War between England and France in the mid-eighteenth century was inevitable: the two powers were locked in a centuries-long conflict for control over the northern European coastline—sea travel being the most effective transport method in the pre-industrial age—and were rivals for imperial expansion in the New World and elsewhere. France, although larger and richer, was constrained by the difficulty of movement overland across its interior. Both powers had extensive maritime empires and sought to expand in North America.
In time line two, the Seven Years’ War broke out in the mid-1750s as two alliances formed: Britain allied with Prussia, while France allied with Habsburg Austria (overturning two centuries of hostilities). In the colonies, the French and Indian War escalated, until in mid-1756 Britain declared war on France.
But in time line three, England was isolated. With French warships operating out of the Clyde and the Firth of Forth, and Franco-Scottish armies garrisoned in Carlisle and Berwick-upon-Tweed, much of the English army was pinned down at home. The French victories of the War of the Austrian Succession were repeated in a series of crushing defeats, as Ferdinand of Brunswick’s attempt to defend the Protectorate of Hanover ended with the defeat of the Anglo-German army—and a string of victories at sea left the door open for the French invasion of England in 1759 which, in conjunction with the Stuart Crown’s victorious march south, ended in defeat for the armies of King George II.

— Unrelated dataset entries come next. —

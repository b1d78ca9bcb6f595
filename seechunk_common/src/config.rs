use crate::{
    border::{
        is_valid_step,
        VerticalFan,
    },
    particle::BrushKind,
    read_ron_file,
};
use log::warn;
use serde::{
    Deserialize,
    Serialize,
};
use std::path::Path;
use thiserror::Error;

#[derive(Error, PartialEq, Debug)]
pub enum ConfigError {
    #[error("step {0} must divide the chunk size (16) with no remainder")]
    InvalidStep(i32),
    #[error("vertical margin must be positive, got {0}")]
    InvalidMargin(f32),
    #[error("tick interval must be at least 1")]
    ZeroInterval,
}

#[derive(Serialize, Deserialize, PartialEq, Clone, Debug)]
#[serde(default)]
pub struct SeeChunkConfig {
    /// Space between each particle in a line.
    pub step: i32,
    /// Height above the member's feet a border is created at.
    ///
    /// Every redraw places the border by `y_levels` and `y_margin` around the
    /// member's current height, so this never shows up in drawn particles.
    pub y_offset: f32,
    /// How many borders are stacked vertically. Expected to be even.
    pub y_levels: u32,
    /// Space between two stacked borders.
    pub y_margin: f32,
    /// Ticks between redraws.
    pub tick_interval: u32,
    pub brush: BrushKind,
}

impl Default for SeeChunkConfig {
    fn default() -> Self {
        Self {
            step: 2,
            y_offset: 0.8,
            y_levels: 4,
            y_margin: 5.0,
            tick_interval: 5,
            brush: BrushKind::Dust,
        }
    }
}

impl SeeChunkConfig {
    /// Blocking IO, must not be used directly in async
    pub fn load(path: impl AsRef<Path> + std::fmt::Debug) -> Result<Self, anyhow::Error> {
        let config: Self = read_ron_file(path)?;

        config.validate()?;

        Ok(config)
    }

    pub fn validate(&self) -> Result<(), ConfigError> {
        if !is_valid_step(self.step) {
            return Err(ConfigError::InvalidStep(self.step));
        }

        if !(self.y_margin > 0.0) {
            return Err(ConfigError::InvalidMargin(self.y_margin));
        }

        if self.tick_interval == 0 {
            return Err(ConfigError::ZeroInterval);
        }

        if self.y_levels % 2 != 0 {
            warn!(
                "odd y_levels ({}), borders will not be centered around the player",
                self.y_levels
            );
        }

        Ok(())
    }

    pub fn fan(&self) -> VerticalFan {
        VerticalFan {
            levels: self.y_levels,
            margin: self.y_margin,
        }
    }
}
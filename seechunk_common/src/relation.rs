use crate::text::TextColor;
use serde::{
    Deserialize,
    Serialize,
};

/// How a member relates to the owner of the plot they stand in.
///
/// The first four variants are faction ranks, i.e. the plot belongs to
/// the member's own faction.
#[derive(Serialize, Deserialize, PartialEq, Eq, Copy, Clone, Hash, Debug)]
pub enum Relation {
    Leader,
    Officer,
    Member,
    Recruit,
    Ally,
    Truce,
    Neutral,
    Enemy,
}

impl Relation {
    pub fn is_rank(self) -> bool {
        matches!(
            self,
            Self::Leader | Self::Officer | Self::Member | Self::Recruit
        )
    }

    pub fn color(self) -> TextColor {
        match self {
            Self::Leader | Self::Officer | Self::Member | Self::Recruit => TextColor::Green,
            Self::Ally => TextColor::LightPurple,
            Self::Truce => TextColor::DarkPurple,
            Self::Neutral => TextColor::White,
            Self::Enemy => TextColor::Red,
        }
    }

    /// Color of a chunk border seen from this relation.
    /// Own faction land is drawn the same way as allied land.
    pub fn border_color(self) -> TextColor {
        if self.is_rank() {
            Self::Ally.color()
        } else {
            self.color()
        }
    }
}

#[cfg(test)]
mod tests {
    use super::*;

    #[test]
    fn test_ranks_drawn_as_ally() {
        for rank in [
            Relation::Leader,
            Relation::Officer,
            Relation::Member,
            Relation::Recruit,
        ] {
            assert!(rank.is_rank());
            assert_eq!(rank.border_color(), TextColor::LightPurple);
        }
    }

    #[test]
    fn test_border_colors() {
        assert_eq!(Relation::Enemy.border_color().rgb(), [255, 85, 85]);
        assert_eq!(Relation::Neutral.border_color().rgb(), [255, 255, 255]);
        assert_eq!(Relation::Truce.border_color(), TextColor::DarkPurple);
        assert!(!Relation::Ally.is_rank());
    }
}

But this was not the end of the line for the Hanoverian monarchy.
Frederick, Prince of Wales, born in 1707, was first in line to the throne—but thoroughly estranged from his father the King. In our own history, Prince Frederick died suddenly of a ruptured abscess in 1751. But in the wake of the Stuart seizure of Scotland George II sent his eldest on a tour of the colonies, possibly to get him out of the way of political maneuverings in London, but also as an insurance policy.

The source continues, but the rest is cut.